Work order:
Write exactly, with no line omitted or added, the span beginning at the line that holds "const BITS: u32 = <$value_type>::BITS;" and ending at the last line of the records.

Information shown:
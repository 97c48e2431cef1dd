/*******************************************************************************
 *
 *    Copyright (c) 2025.
 *    3-Prism Co. Ltd.
 *
 *    All rights reserved.
 *
 ******************************************************************************/

//! # Cell Value Types
//!
//! Defines the sealed set of unsigned integer types a cell may hold.

use std::fmt;
use std::hash::Hash;
use std::num::ParseIntError;
use std::str::FromStr;

use num_traits::{
    PrimInt,
    WrappingAdd,
    WrappingSub,
};

use super::sealed::Sealed;

/// An unsigned integer type that can be stored in an
/// [`UnsignedCell`](super::UnsignedCell).
///
/// Implemented for `u8`, `u16`, `u32` and `u64` only.
pub trait CellValue:
    PrimInt
    + num_traits::Unsigned
    + WrappingAdd
    + WrappingSub
    + Hash
    + Default
    + fmt::Debug
    + fmt::Display
    + FromStr<Err = ParseIntError>
    + Send
    + Sync
    + 'static
    + Sealed
{
    /// The bit width `W` of the type.
    const BITS: u32;

    /// The name of the cell alias holding this type.
    const NAME: &'static str;

    /// Zero-extends the value to 64 bits.
    fn widen(self) -> u64;

    /// Promotes the value to a signed integer wide enough for every width.
    fn widen_signed(self) -> i128;

    /// Keeps the low `W` bits of `value`.
    fn truncate(value: u64) -> Self;

    /// Reinterprets the low `W` bits of a two's complement `value` as
    /// unsigned.
    fn truncate_signed(value: i128) -> Self;
}

macro_rules! impl_cell_value {
    ($($value_type:ty => $cell_name:ident),* $(,)?) => {
        $(
            impl CellValue for $value_type {
                const BITS: u32 = <$value_type>::BITS;

                const NAME: &'static str = stringify!($cell_name);

                #[inline]
                fn widen(self) -> u64 {
                    u64::from(self)
                }

                #[inline]
                fn widen_signed(self) -> i128 {
                    i128::from(self)
                }

                #[inline]
                fn truncate(value: u64) -> Self {
                    value as $value_type
                }

                #[inline]
                fn truncate_signed(value: i128) -> Self {
                    value as $value_type
                }
            }
        )*
    };
}

impl_cell_value!(
    u8 => Cell8,
    u16 => Cell16,
    u32 => Cell32,
    u64 => Cell64,
);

Output for this exercise:
                const BITS: u32 = <$value_type>::BITS;

                const NAME: &'static str = stringify!($cell_name);

                #[inline]
                fn widen(self) -> u64 {
                    u64::from(self)
                }

                #[inline]
                fn widen_signed(self) -> i128 {
                    i128::from(self)
                }

                #[inline]
                fn truncate(value: u64) -> Self {
                    value as $value_type
                }

                #[inline]
                fn truncate_signed(value: i128) -> Self {
                    value as $value_type
                }
            }
        )*
    };
}

impl_cell_value!(
    u8 => Cell8,
    u16 => Cell16,
    u32 => Cell32,
    u64 => Cell64,
);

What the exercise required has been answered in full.